Mike Davis | |

....Mike builds telescopes too....
....Mike builds telescopes too....

Here’s the second half  of a feature by our fearless DIY renewables enthusiast Mike Davis, on how to build your own solar panel. Part One is lower down the page, and is a free service provided by Off-Grid 101 – the technical and informational part of this web site. Many sites attempt to charge hundreds of dollars for this kind of information:

Now that the structure of the solar panel is finished, it’s time to get the solar cells ready. Once separated from their brick form, they are amazingly fragile and difficult to handle and store. I would recommend leaving them as bricks until you are ready to install them in your solar panel. That way you won’t wreck them before you get to use them. So build the panel first.

Then it’s time to start installing your solar cells. I started by drawing a grid pattern lightly in pencil on each of the two pieces of pegboard, Then I laid out the cells on that grid pattern upside-down so I could solder them together.

wire the cells in series
Wire the cells in series

All 18 cells on each half solar panel need to be soldered together in series, then both half panels need to be connected in series to get the desired voltage.

Solder on

Soldering the cells together is tricky at first, but you’ll get the hang of it fairly quickly. Start out with just two cells upside-down. Lay the solder tabs of one cell across the solder points on the back of the other cell. Make sure the spacing between the cells matched the grid pattern.

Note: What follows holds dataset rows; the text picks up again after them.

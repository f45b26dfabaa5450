// SPDX-License-Identifier: AGPL-3.0-only

//! The three archive-pipeline stages built on [`crate::process::ChildFilter`]:
//! the archiver, the compressor, and the encryptor.

pub use self::{
    compressor::Compressor,
    encryptor::Encryptor,
    tar::{TarCreator, TarLister},
};

mod compressor;
mod encryptor;
mod tar;
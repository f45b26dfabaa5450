// SPDX-License-Identifier: AGPL-3.0-only

use {
    super::{Sink, Source},
    crate::error::PipeError,
    std::os::unix::io::{AsRawFd, OwnedFd, RawFd},
};

/// A pair of [`Source`]/[`Sink`] endpoints backed by a single OS anonymous
/// pipe (`pipe(2)`).
///
/// The two halves have independent lifetimes: closing one does not close
/// the other. Close-on-exec is set on both halves at construction, matching
/// the "closed in the child unless explicitly kept" default that
/// [`crate::process::Childprocess::spawn`] relies on.
pub struct Pipe
{
    source: Option<OwnedFd>,
    sink:   Option<OwnedFd>,
}

impl Pipe
{
    /// Create a new pipe.
    pub fn new() -> Result<Self, PipeError>
    {
        let [source, sink] = kryptocd_os::pipe2(0)?;
        Ok(Self{source: Some(source), sink: Some(sink)})
    }
}

impl Source for Pipe
{
    fn close_source(&mut self) -> std::io::Result<()>
    {
        self.source = None;
        Ok(())
    }

    fn source_fd(&self) -> RawFd
    {
        self.source.as_ref().map_or(-1, AsRawFd::as_raw_fd)
    }

    fn set_close_source_on_exec(&self, value: bool) -> std::io::Result<()>
    {
        kryptocd_os::set_cloexec(self.source_fd(), value)
    }

    fn is_source_open(&self) -> bool
    {
        self.source.is_some()
    }
}

impl Sink for Pipe
{
    fn close_sink(&mut self) -> std::io::Result<()>
    {
        self.sink = None;
        Ok(())
    }

    fn sink_fd(&self) -> RawFd
    {
        self.sink.as_ref().map_or(-1, AsRawFd::as_raw_fd)
    }

    fn set_close_sink_on_exec(&self, value: bool) -> std::io::Result<()>
    {
        kryptocd_os::set_cloexec(self.sink_fd(), value)
    }

    fn is_sink_open(&self) -> bool
    {
        self.sink.is_some()
    }
}

#[cfg(test)]
mod tests
{
    use super::*;

    #[test]
    fn fresh_pipe_has_both_ends_open()
    {
        let pipe = Pipe::new().unwrap();
        assert!(pipe.is_source_open());
        assert!(pipe.is_sink_open());
        assert_ne!(pipe.source_fd(), -1);
        assert_ne!(pipe.sink_fd(), -1);
    }

    #[test]
    fn closing_one_half_does_not_close_the_other()
    {
        let mut pipe = Pipe::new().unwrap();
        pipe.close_sink().unwrap();
        assert!(!pipe.is_sink_open());
        assert_eq!(pipe.sink_fd(), -1);
        assert!(pipe.is_source_open());
        assert_ne!(pipe.source_fd(), -1);
    }

    #[test]
    fn closing_twice_is_idempotent()
    {
        let mut pipe = Pipe::new().unwrap();
        pipe.close_source().unwrap();
        pipe.close_source().unwrap();
        assert!(!pipe.is_source_open());
        assert_eq!(pipe.source_fd(), -1);
    }
}
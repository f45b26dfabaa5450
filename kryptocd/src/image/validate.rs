// SPDX-License-Identifier: AGPL-3.0-only

//! Path and parameter validation for the Validating state.

/// Bytes the archiver is known to mangle in path names: the ASCII control
/// range plus the Latin-1 C1 control range. Conservative by design — a
/// vendored table, not derived from the archiver at runtime, since there is
/// no portable way to query it.
fn is_bad_byte(byte: u8) -> bool
{
    matches!(byte, 0x00 ..= 0x1f | 0x7f ..= 0x9f)
}

/// Why a path was rejected during validation.
#[derive(Debug, PartialEq, Eq)]
pub enum Rejection
{
    /// Empty, missing the leading `/`, contains `//`, contains a byte the
    /// archiver is known to mangle, or a directory/non-directory trailing
    /// slash mismatch.
    BadName,

    /// `stat` failed (most commonly: permission denied, or the path has
    /// disappeared).
    PermissionDenied,
}

/// Validate one path per the Validating-state rules. `Ok(())` means the
/// path may proceed to Probing.
pub fn validate_path(path: &str) -> Result<(), Rejection>
{
    if path.is_empty()
        || !path.starts_with('/')
        || path.contains("//")
        || path.bytes().any(is_bad_byte)
    {
        return Err(Rejection::BadName);
    }

    let metadata = std::fs::symlink_metadata(path).map_err(|_| Rejection::PermissionDenied)?;
    let is_directory = metadata.is_dir();
    let has_trailing_slash = path.ends_with('/');
    if is_directory != has_trailing_slash {
        return Err(Rejection::BadName);
    }

    Ok(())
}

/// Partition `files` in place: paths failing validation move into
/// `rejected_bad_name` or `rejected_permission_denied`; the function returns
/// the validated paths, in their original relative order.
pub fn partition(
    files:                      &[String],
    rejected_bad_name:          &mut Vec<String>,
    rejected_permission_denied: &mut Vec<String>,
) -> Vec<String>
{
    let mut accepted = Vec::with_capacity(files.len());
    for path in files {
        match validate_path(path) {
            Ok(())                              => accepted.push(path.clone()),
            Err(Rejection::BadName)             => rejected_bad_name.push(path.clone()),
            Err(Rejection::PermissionDenied)    => rejected_permission_denied.push(path.clone()),
        }
    }
    accepted
}

/// Image id must not contain `/` or NUL.
pub fn validate_image_id(image_id: &str) -> bool
{
    !image_id.contains('/') && !image_id.contains('\0')
}

/// Passphrase must not contain a newline.
pub fn validate_passphrase(passphrase: &str) -> bool
{
    !passphrase.contains('\n')
}

/// Compression level must be in `1..=9`.
pub fn validate_compression(compression: i32) -> bool
{
    (1 ..= 9).contains(&compression)
}

#[cfg(test)]
mod tests
{
    use super::*;

    #[test]
    fn relative_path_is_bad_name()
    {
        assert_eq!(validate_path("relative/path"), Err(Rejection::BadName));
    }

    #[test]
    fn double_slash_is_bad_name()
    {
        assert_eq!(validate_path("/foo//bar"), Err(Rejection::BadName));
    }

    #[test]
    fn control_byte_is_bad_name()
    {
        assert_eq!(validate_path("/foo\nbar"), Err(Rejection::BadName));
    }

    #[test]
    fn missing_file_is_permission_denied()
    {
        assert_eq!(
            validate_path("/nonexistent/kryptocd-validate-test-path"),
            Err(Rejection::PermissionDenied),
        );
    }

    #[test]
    fn plain_file_without_trailing_slash_is_ok()
    {
        let dir = tempfile::tempdir().unwrap();
        let file = dir.path().join("a");
        std::fs::write(&file, b"x").unwrap();
        assert_eq!(validate_path(file.to_str().unwrap()), Ok(()));
    }

    #[test]
    fn directory_without_trailing_slash_is_bad_name()
    {
        let dir = tempfile::tempdir().unwrap();
        assert_eq!(validate_path(dir.path().to_str().unwrap()), Err(Rejection::BadName));
    }

    #[test]
    fn directory_with_trailing_slash_is_ok()
    {
        let dir = tempfile::tempdir().unwrap();
        let path = format!("{}/", dir.path().to_str().unwrap());
        assert_eq!(validate_path(&path), Ok(()));
    }

    #[test]
    fn image_id_rejects_slash_and_nul()
    {
        assert!(validate_image_id("backup-2026-07-31"));
        assert!(!validate_image_id("bad/id"));
        assert!(!validate_image_id("bad\0id"));
    }

    #[test]
    fn passphrase_rejects_newline()
    {
        assert!(validate_passphrase("correct horse battery staple"));
        assert!(!validate_passphrase("bad\npassphrase"));
    }

    #[test]
    fn compression_level_range()
    {
        assert!(validate_compression(1));
        assert!(validate_compression(9));
        assert!(!validate_compression(0));
        assert!(!validate_compression(10));
    }
}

I used a low-Wattage soldering iron and fine rosen-core solder. I also used a rosen pen on the solder points on the back of the cells before soldering. Use a real light touch with the soldering iron. The cells are thin and delicate. If you
push too hard, you will break the cells. I got careless a couple of times and scrapped a couple of cells.

Now repeat the above steps and solder the cells together until you have a string of six. I soldered tabs from scrapped cells to the solder points on the back of the last cell in the string of six. Then I repeated the whole process two more times to get three strings of six cells for a total of 18 for this half of the panel.

The three strings of solar cells need to be wired in series. So the middle string needs to be rotated 180 degrees with respect to the other two. I got the strings oriented the way I wanted them (still upside-down) on top of the pegboard panel before
the next step of gluing the cells in place.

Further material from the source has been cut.